Fifty or so students smiled and shook their heads, covetously eyeing the unopened bags of vegetarian chips, capped bottles of murky organic apple juice and jars of exotic dips that would remain sealed. For the second week in a row, the vegetarians had been denied their veggies. They were not happy.

Advertisement

Since classes resumed last month, a dispute between the club and a college administrator over a weekly “Lunch ‘N Lecture” series has become something of a tempest in a tofu pot at the 24,000-student college. The student activists say they have been tainted by charges of cultism, and worse yet, commercialization.

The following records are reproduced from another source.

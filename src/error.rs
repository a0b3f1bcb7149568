//! Error types for ferro-mave
//!
//! Every failure carries an [`ErrorCode`] so that row-level diagnostics in
//! the invalid-row output can be grouped and filtered by category.

use std::fmt;
use thiserror::Error;

/// Error codes for categorizing errors
#[derive(Debug, Clone, Copy, PartialEq, Eq, Hash)]
#[repr(u16)]
pub enum ErrorCode {
    // Token parse errors (E1xxx)
    /// Token does not match the substitution grammar
    InvalidToken = 1001,
    /// Row mixes nucleotide, protein, and paired sub-tokens
    InconsistentRowShape = 1002,
    /// Invalid amino acid code
    InvalidAminoAcid = 1003,

    // Sequence model errors (E2xxx)
    /// Sequence contains characters outside ACGT
    InvalidSequence = 2001,
    /// Coding sequence length is not a multiple of three
    IncompleteCodon = 2002,
    /// Protein operation requested on a non-coding model
    NotCoding = 2003,

    // Validation errors (E3xxx)
    /// Position out of bounds
    PositionOutOfBounds = 3001,
    /// Reference base or residue mismatch
    ReferenceMismatch = 3002,
    /// Position below 1 where only positive positions are allowed
    InvalidPosition = 3003,

    // Normalization and assembly errors (E4xxx)
    /// Codon group spans more than one codon
    MultipleCodons = 4001,
    /// Change marked silent alters the residue
    NonSynonymous = 4002,
    /// Events with different coordinate prefixes combined
    MixedPrefix = 4003,
    /// Special marker combined with other events
    SpecialNotAlone = 4004,
    /// Assembled string fails the grammar
    AssemblyInvariant = 4005,

    // Offset errors (E5xxx)
    /// Offset is not usable for this dataset
    InvalidOffset = 5001,
    /// No candidate offset reached the hit-rate threshold
    UnresolvableOffset = 5002,

    // Dataset errors (E6xxx)
    /// Required column missing from the input table
    MissingColumn = 6001,
    /// Dataset failed compliance checks
    ComplianceViolation = 6002,

    // IO errors (E9xxx)
    /// File IO error
    IoError = 9001,
    /// Delimited-text parsing error
    CsvError = 9002,
    /// Configuration error
    ConfigError = 9003,
}

impl ErrorCode {
    /// Get the error code as a string (e.g., "E1001")
    pub fn as_str(&self) -> String {
        format!("E{:04}", *self as u16)
    }

    /// Get a brief description of this error code
    pub fn description(&self) -> &'static str {
        match self {
            ErrorCode::InvalidToken => "not a valid substitution token",
            ErrorCode::InconsistentRowShape => "inconsistent variant row shape",
            ErrorCode::InvalidAminoAcid => "invalid amino acid",
            ErrorCode::InvalidSequence => "invalid nucleotide sequence",
            ErrorCode::IncompleteCodon => "sequence length is not a multiple of three",
            ErrorCode::NotCoding => "sequence is not coding",
            ErrorCode::PositionOutOfBounds => "position out of bounds",
            ErrorCode::ReferenceMismatch => "reference mismatch",
            ErrorCode::InvalidPosition => "invalid position",
            ErrorCode::MultipleCodons => "events span more than one codon",
            ErrorCode::NonSynonymous => "change is not synonymous",
            ErrorCode::MixedPrefix => "mixed coordinate prefixes",
            ErrorCode::SpecialNotAlone => "special variant combined with other events",
            ErrorCode::AssemblyInvariant => "assembled variant fails grammar",
            ErrorCode::InvalidOffset => "invalid offset",
            ErrorCode::UnresolvableOffset => "no acceptable offset",
            ErrorCode::MissingColumn => "missing column",
            ErrorCode::ComplianceViolation => "dataset compliance violation",
            ErrorCode::IoError => "file I/O error",
            ErrorCode::CsvError => "delimited text error",
            ErrorCode::ConfigError => "configuration error",
        }
    }
}

impl fmt::Display for ErrorCode {
    fn fmt(&self, f: &mut fmt::Formatter<'_>) -> fmt::Result {
        write!(f, "{}", self.as_str())
    }
}

/// Main error type for ferro-mave operations
#[derive(Error, Debug, Clone, PartialEq)]
pub enum MaveError {
    /// A raw token could not be parsed
    #[error("'{token}' is not a valid {kind} substitution token{}", hint.as_ref().map(|h| format!(" ({})", h)).unwrap_or_default())]
    InvalidToken {
        token: String,
        kind: &'static str,
        hint: Option<String>,
    },

    /// A row's sub-tokens do not share one shape
    #[error("Inconsistent variant row '{row}': {msg}")]
    InconsistentRowShape { row: String, msg: String },

    #[error("Invalid sequence: {msg}")]
    InvalidSequence { msg: String },

    #[error("Sequence of length {length} is not a multiple of three")]
    IncompleteCodon { length: usize },

    #[error("Protein variant '{variant}' requires a coding sequence")]
    NotCoding { variant: String },

    #[error("Position {position} of '{variant}' is outside the reference (length {length})")]
    PositionOutOfBounds {
        variant: String,
        position: i64,
        length: usize,
    },

    /// Reference sequence mismatch
    #[error("Reference mismatch at {location}: expected {expected}, found {found}")]
    ReferenceMismatch {
        location: String,
        expected: String,
        found: String,
    },

    #[error("Invalid position {position}: {msg}")]
    InvalidPosition { position: i64, msg: String },

    #[error("Events {events} span more than one codon")]
    MultipleCodons { events: String },

    #[error("Codon change {wt_codon} ({wt_aa}) to {mut_codon} ({mut_aa}) from {events} is not synonymous")]
    NonSynonymous {
        events: String,
        wt_codon: String,
        wt_aa: String,
        mut_codon: String,
        mut_aa: String,
    },

    #[error("Cannot combine events with different prefixes: {events}")]
    MixedPrefix { events: String },

    #[error("Special variant '{special}' cannot be combined with other events")]
    SpecialNotAlone { special: String },

    /// An assembled string failed the grammar check
    #[error("Assembled variant '{variant}' from {events} is not valid MAVE-HGVS")]
    AssemblyInvariant { variant: String, events: String },

    #[error("Invalid offset {offset}: {msg}")]
    InvalidOffset { offset: i64, msg: String },

    /// No candidate offset was acceptable
    #[error("No acceptable offset near declared offset {declared} (best hit rate {best_hit_rate:.3})")]
    UnresolvableOffset { declared: i64, best_hit_rate: f64 },

    #[error("Missing column '{column}'")]
    MissingColumn { column: String },

    #[error("Dataset is not compliant: {}", reasons.join("; "))]
    ComplianceViolation { reasons: Vec<String> },

    /// IO error (for file operations)
    #[error("IO error: {msg}")]
    Io { msg: String },

    #[error("CSV error: {msg}")]
    Csv { msg: String },

    #[error("Config error: {msg}")]
    Config { msg: String },
}

impl MaveError {
    /// Create a token parse error without a hint
    pub fn invalid_token(token: impl Into<String>, kind: &'static str) -> Self {
        MaveError::InvalidToken {
            token: token.into(),
            kind,
            hint: None,
        }
    }

    /// Get the error code
    pub fn code(&self) -> ErrorCode {
        match self {
            MaveError::InvalidToken {
                kind: "protein",
                hint: Some(_),
                ..
            } => ErrorCode::InvalidAminoAcid,
            MaveError::InvalidToken { .. } => ErrorCode::InvalidToken,
            MaveError::InconsistentRowShape { .. } => ErrorCode::InconsistentRowShape,
            MaveError::InvalidSequence { .. } => ErrorCode::InvalidSequence,
            MaveError::IncompleteCodon { .. } => ErrorCode::IncompleteCodon,
            MaveError::NotCoding { .. } => ErrorCode::NotCoding,
            MaveError::PositionOutOfBounds { .. } => ErrorCode::PositionOutOfBounds,
            MaveError::ReferenceMismatch { .. } => ErrorCode::ReferenceMismatch,
            MaveError::InvalidPosition { .. } => ErrorCode::InvalidPosition,
            MaveError::MultipleCodons { .. } => ErrorCode::MultipleCodons,
            MaveError::NonSynonymous { .. } => ErrorCode::NonSynonymous,
            MaveError::MixedPrefix { .. } => ErrorCode::MixedPrefix,
            MaveError::SpecialNotAlone { .. } => ErrorCode::SpecialNotAlone,
            MaveError::AssemblyInvariant { .. } => ErrorCode::AssemblyInvariant,
            MaveError::InvalidOffset { .. } => ErrorCode::InvalidOffset,
            MaveError::UnresolvableOffset { .. } => ErrorCode::UnresolvableOffset,
            MaveError::MissingColumn { .. } => ErrorCode::MissingColumn,
            MaveError::ComplianceViolation { .. } => ErrorCode::ComplianceViolation,
            MaveError::Io { .. } => ErrorCode::IoError,
            MaveError::Csv { .. } => ErrorCode::CsvError,
            MaveError::Config { .. } => ErrorCode::ConfigError,
        }
    }

    /// Message prefixed with the error code, as written to the invalid-row output
    pub fn detailed_message(&self) -> String {
        format!("[{}] {}", self.code(), self)
    }
}

/// Helper to suggest similar amino acids
pub fn suggest_amino_acid(found: &str) -> Option<&'static str> {
    let suggestions = [
        ("ala", "Ala"),
        ("arg", "Arg"),
        ("asn", "Asn"),
        ("asp", "Asp"),
        ("cys", "Cys"),
        ("gln", "Gln"),
        ("glu", "Glu"),
        ("gly", "Gly"),
        ("his", "His"),
        ("ile", "Ile"),
        ("leu", "Leu"),
        ("lys", "Lys"),
        ("met", "Met"),
        ("phe", "Phe"),
        ("pro", "Pro"),
        ("ser", "Ser"),
        ("thr", "Thr"),
        ("trp", "Trp"),
        ("tyr", "Tyr"),
        ("val", "Val"),
        ("ter", "Ter"),
        ("stop", "Ter"),
        ("xaa", "Xaa"),
        ("unk", "Xaa"),
    ];

    let found_lower = found.to_lowercase();
    if found_lower.is_empty() {
        return None;
    }
    suggestions
        .iter()
        .find(|(pattern, _)| found_lower.starts_with(pattern))
        .map(|(_, suggestion)| *suggestion)
}

impl From<std::io::Error> for MaveError {
    fn from(err: std::io::Error) -> Self {
        MaveError::Io {
            msg: err.to_string(),
        }
    }
}

impl From<csv::Error> for MaveError {
    fn from(err: csv::Error) -> Self {
        MaveError::Csv {
            msg: err.to_string(),
        }
    }
}

#[cfg(test)]
mod tests {
    use super::*;

    #[test]
    fn test_error_code_as_str() {
        assert_eq!(ErrorCode::InvalidToken.as_str(), "E1001");
        assert_eq!(ErrorCode::InvalidSequence.as_str(), "E2001");
        assert_eq!(ErrorCode::PositionOutOfBounds.as_str(), "E3001");
        assert_eq!(ErrorCode::MultipleCodons.as_str(), "E4001");
        assert_eq!(ErrorCode::UnresolvableOffset.as_str(), "E5002");
        assert_eq!(ErrorCode::MissingColumn.as_str(), "E6001");
        assert_eq!(ErrorCode::IoError.as_str(), "E9001");
    }

    #[test]
    fn test_invalid_token_display() {
        let err = MaveError::invalid_token("c.1A>", "nucleotide");
        assert_eq!(
            err.to_string(),
            "'c.1A>' is not a valid nucleotide substitution token"
        );
        assert_eq!(err.code(), ErrorCode::InvalidToken);
    }

    #[test]
    fn test_invalid_token_with_hint() {
        let err = MaveError::InvalidToken {
            token: "p.Lue5Gly".to_string(),
            kind: "protein",
            hint: Some("did you mean Leu?".to_string()),
        };
        assert!(err.to_string().ends_with("(did you mean Leu?)"));
        assert_eq!(err.code(), ErrorCode::InvalidAminoAcid);
    }

    #[test]
    fn test_detailed_message_has_code() {
        let err = MaveError::ReferenceMismatch {
            location: "c.4".to_string(),
            expected: "T".to_string(),
            found: "A".to_string(),
        };
        assert_eq!(
            err.detailed_message(),
            "[E3002] Reference mismatch at c.4: expected T, found A"
        );
    }

    #[test]
    fn test_compliance_reasons_joined() {
        let err = MaveError::ComplianceViolation {
            reasons: vec!["a".to_string(), "b".to_string()],
        };
        assert_eq!(err.to_string(), "Dataset is not compliant: a; b");
    }

    #[test]
    fn test_suggest_amino_acid() {
        assert_eq!(suggest_amino_acid("LEUCINE"), Some("Leu"));
        assert_eq!(suggest_amino_acid("stop"), Some("Ter"));
        assert_eq!(suggest_amino_acid("Lue"), None);
        assert_eq!(suggest_amino_acid(""), None);
    }

    #[test]
    fn test_from_io_error() {
        let io = std::io::Error::new(std::io::ErrorKind::NotFound, "missing");
        let err: MaveError = io.into();
        assert_eq!(err.code(), ErrorCode::IoError);
    }
}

Bright-eyed and enthusiastic members of the club, which claims 600 members, have blamed the school’s second-ranking administrator for blocking their weekly free lunches in a fit of bureaucratic pique. The administrator, Deputy Supt. Thomas J. Donner, said rules are rules. He simply wants the club to get permission from the Health Department before queuing up for its fruits and nuts.

The result is that for the last two weeks, the vegetarians’ weekly Tuesday gathering on a patch of grass near the Student Union has been simply lecture, without the lunch. With its next event scheduled for Tuesday, the Vegetarian Club is fighting to get the vegetables back on the program. Without its star attractions, the club is crippled, said Flegal.

“The club is a vegetarian club. It’s about food,” he said. “We are trying to improve people’s internal and external ecology. In other words, we are trying to make them healthier and we are trying to make the planet healthier too.”

Many of the club’s speakers, including Tamar Hurwitz of the Rainforest Action Network last week, describe the destructive effects of the meat industry in clear-cutting the Earth’s forests to create grazing land and damaging the Earth’s atmosphere through animal methane emissions.

Members such as Flegal, 21, have made the ultimate commitment to stop those trends. He is a vegan, a vegetarian so orthodox that even animal products such as eggs, butter and cheese will not pass his lips. He won’t wear leather shoes or belts.

Advertisement

Many club members take a more moderate course--simply eschewing beef and poultry. They said the Tuesday lunches are a welcome alternative to campus food concessions more attuned to the carnivorous palate.

The Vegetarian Club got its start last year and served several of its free picnic lunches without incident. But the beef started when another administrator retired and Donner took over supervision of many student activities, the deputy superintendent conceded.

The administrator said his training as a lawyer made him more concerned about the potential liability of serving food informally off folding tables, without a clear authorization from the county Department of Health Services.

In response to that complaint, club members presented a memo to school officials at the end of the last school year, in which a county health specialist said no permit was required for the picnics, as long as they were limited to club members. That was not good enough, Donner responded. He wanted a more detailed letter from the Health Department, telling how club membership should be defined and specifying how to prevent food contamination.

Terrance Powell, chief environmental health specialist in the county Health Department’s west district, said in an interview that he believes the dispute can be resolved fairly easily. He inspected the club’s first picnic in August and raised some concerns about potential contamination, such as food packages being stacked on the ground or served in large open containers.

The health concerns are just the most recent raised by Donner. Earlier, he complained that a photo of a bikini-clad woman on one of the club’s flyer’s was “sexually degrading.” He also objected to the flyer’s reproduction of logos of organic food companies, which had donated samples to the club, saying they were unauthorized advertisements that invoked the college’s name.

Advertisement

The club agreed to bag the logos, but protested that attempts to change the content of the flyer amounted to an abridgment of free speech. “He was just looking for another window to shut us down,” Flegal said.

David Phillips, faculty adviser to the vegetarians and director of the college’s Center for Environmental Studies, said the club’s popularity “has led to a sort of hyper-scrutiny by the administration.”

He noted that rumors even swirled that a cult backed the students or that they were being paid by organic food companies attempting to gain a foothold on the campus.

“There has been a misinterpretation of the forces behind the success of this club,” Phillips said. “It’s not a cult. It’s not a commercial venture. It’s a lot of excited, enthusiastic students who are really working their butts off to communicate a message to other students.”